If you read my piece on college football and Yellowstone, you know the drill.  

Buffalo Bills = National Lampoon’s Christmas Vacation 

This Bills team is lovable even if the players and their fanbase are a little rough around the edges. They are the Griswolds of the NFL. 

Josh Allen seems like a guy that will one day put “25,000 imported Italian twinkle lights” on his family home. And the arrival of Cole Beasley this week is just too perfect. It’s as if Cousin Eddie arrived in Orchard Park to alert Sean McDermott that the “sh*tter’s full.” This is also a fanbase that hurls their bodies through tables at tailgates for fun. I’m sure they would all be right at home throwing some cooking oil on a sled and converting it into a missile that rockets down a hill. Plus, Stefan Diggs strikes me as a “Russ.” A happy guy who's still in awe to be where he is in life.  

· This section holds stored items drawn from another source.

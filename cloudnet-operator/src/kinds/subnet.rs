use async_trait::async_trait;
use cloudnet_operator_apis::{
    Managed, NatGateway, Network, SnatRule, Subnet, SubnetResolved, SubnetSpec,
};
use kube::ResourceExt;

use super::changed;
use crate::{
    provider::{CreateSubnetRequest, Provider, ProviderError, SubnetInfo, SubnetUpdate},
    reconciler::ManagedKind,
    reference_guard::{BackReference, ReferenceCheck},
    resolver::{ResolveError, Resolver},
};

#[async_trait]
impl ManagedKind for Subnet {
    const FINALIZER: &'static str = "subnet.cloudnet.io/finalizer";

    type Info = SubnetInfo;
    type Update = SubnetUpdate;

    async fn resolve(&self, resolver: &Resolver<'_>) -> Result<SubnetResolved, ResolveError> {
        Ok(SubnetResolved {
            network_id: resolver.resolve::<Network>(&self.spec.network).await?,
        })
    }

    async fn create_external(
        &self,
        provider: &dyn Provider,
        resolved: &SubnetResolved,
    ) -> Result<String, ProviderError> {
        provider
            .create_subnet(&CreateSubnetRequest {
                name: self.name_any(),
                description: self.spec.description.clone(),
                cidr: self.spec.cidr.clone(),
                gateway_ip: self.spec.gateway_ip.clone(),
                network_id: resolved.network_id.clone(),
            })
            .await
    }

    async fn get_external(
        &self,
        provider: &dyn Provider,
        id: &str,
    ) -> Result<Option<SubnetInfo>, ProviderError> {
        provider.get_subnet(id).await
    }

    fn detect_drift(&self, baseline: &SubnetSpec) -> Option<SubnetUpdate> {
        changed(&self.spec.description, &baseline.description).map(|description| SubnetUpdate {
            description: Some(description),
        })
    }

    async fn update_external(
        &self,
        provider: &dyn Provider,
        id: &str,
        live: &SubnetInfo,
        update: &SubnetUpdate,
    ) -> Result<(), ProviderError> {
        provider.update_subnet(&live.network_id, id, update).await
    }

    /// Subnets are deleted through their network. Without a resolved network
    /// ID the network is taken from the live subnet.
    async fn delete_external(&self, provider: &dyn Provider, id: &str) -> Result<(), ProviderError> {
        let resolved = self
            .resolved_dependencies()
            .map(|r| r.network_id.clone())
            .filter(|network_id| !network_id.is_empty());
        let network_id = match resolved {
            Some(network_id) => network_id,
            None => match provider.get_subnet(id).await? {
                Some(live) => {
                    debug!(
                        "recovered network {} of subnet {} from the provider",
                        live.network_id, id
                    );
                    live.network_id
                }
                None => {
                    debug!("subnet {} is already gone", id);
                    return Ok(());
                }
            },
        };
        provider.delete_subnet(&network_id, id).await
    }

    fn reference_checks() -> Vec<Box<dyn ReferenceCheck>> {
        vec![
            Box::new(BackReference::<NatGateway>::new("NATGateways", |r| {
                r.subnet_id.as_str()
            })) as Box<dyn ReferenceCheck>,
            Box::new(BackReference::<SnatRule>::new("SNATRules", |r| r.subnet_id.as_str())),
        ]
    }
}

#[cfg(test)]
mod tests {
    use super::*;
    use crate::{
        reconciler::tests::{condition, converge, run, setup},
        testing::*,
    };
    use cloudnet_operator_apis::{Dependency, LabelSelector, SnatRuleResolved, READY};

    #[tokio::test]
    async fn resolves_network_by_selector() {
        let (store, cloud, ctx) = setup();
        let mut n = network("default", "main");
        n.metadata.labels = Some([("role".to_string(), "core".to_string())].into());
        store.insert(&n);
        let network_id = converge::<Network>(&ctx, "main").await;

        store.insert(&subnet(
            "default",
            "web",
            Dependency::Selector(LabelSelector::new([("role", "core")])),
        ));
        let subnet_id = converge::<Subnet>(&ctx, "web").await;
        assert!(cloud.exists(&subnet_id).await);
        let s: Subnet = store.get_typed("default", "web").unwrap();
        assert_eq!(network_id, s.resolved_dependencies().unwrap().network_id);
    }

    #[tokio::test]
    async fn description_drift_is_applied_through_the_network() {
        let (store, cloud, ctx) = setup();
        store.insert(&network("default", "main"));
        converge::<Network>(&ctx, "main").await;
        store.insert(&subnet("default", "web", Dependency::reference("main")));
        converge::<Subnet>(&ctx, "web").await;

        let mut s: Subnet = store.get_typed("default", "web").unwrap();
        s.spec.description = "frontend".to_string();
        store.insert(&s);
        run::<Subnet>(&ctx, "web").await.unwrap();
        assert_eq!(1, cloud.calls("update_subnet").await);
        let s: Subnet = store.get_typed("default", "web").unwrap();
        assert_eq!(
            "frontend",
            s.status.unwrap().last_applied_spec.unwrap().description
        );
    }

    #[tokio::test]
    async fn deletion_recovers_missing_network_id() {
        let (store, cloud, ctx) = setup();
        store.insert(&network("default", "main"));
        converge::<Network>(&ctx, "main").await;
        store.insert(&subnet("default", "web", Dependency::reference("main")));
        let subnet_id = converge::<Subnet>(&ctx, "web").await;

        store.merge_status::<Subnet>("default", "web", serde_json::json!({ "resolvedDependencies": null }));
        store.delete::<Subnet>("default", "web");
        run::<Subnet>(&ctx, "web").await.unwrap();
        assert!(!cloud.exists(&subnet_id).await);
        assert_eq!(1, cloud.calls("delete_subnet").await);
        assert!(store.get_typed::<Subnet>("default", "web").is_none());
    }

    #[tokio::test]
    async fn deletion_waits_for_snat_rules() {
        let (store, cloud, ctx) = setup();
        store.insert(&network("default", "main"));
        converge::<Network>(&ctx, "main").await;
        store.insert(&subnet("default", "web", Dependency::reference("main")));
        let subnet_id = converge::<Subnet>(&ctx, "web").await;
        let mut rule = snat_rule(
            "default",
            "egress",
            Dependency::id("nat-1"),
            Dependency::id(&subnet_id),
            Dependency::id("eip-1"),
        );
        rule.managed_status_mut().resolved_dependencies = Some(SnatRuleResolved {
            nat_gateway_id: "nat-1".to_string(),
            subnet_id: subnet_id.clone(),
            public_ip_id: "eip-1".to_string(),
        });
        store.insert(&rule);

        store.delete::<Subnet>("default", "web");
        run::<Subnet>(&ctx, "web").await.unwrap();
        let s: Subnet = store.get_typed("default", "web").unwrap();
        assert_eq!("Still referenced by egress", condition(s.conditions(), READY).2);
        assert!(cloud.exists(&subnet_id).await);
    }
}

Kansas City Chiefs = A Christmas Story 

Patrick Mahomes seems like a kind, warm, cuddly type. He also seems like a guy who could punch you in the face repeatedly while shouting every expletive imaginable if you hit him in the face with a snowball. He is Ralphie.  

And if any NFL head coach were ever to obsess over a lamp that doubles as a high heeled woman’s mannequin leg, it’s Andy Reid. (Only because Rex Ryan is no longer coaching.) I’m also willing to bet that Travis Kelce owned an entire arsenal of Red Rider BB guns as a child. The Chiefs may not be America’s underdog but I still get a happy “Chinese restaurant on Christmas night” feeling every time I see Patrick Mahomes drop a no-look pass in a teammate’s lap.  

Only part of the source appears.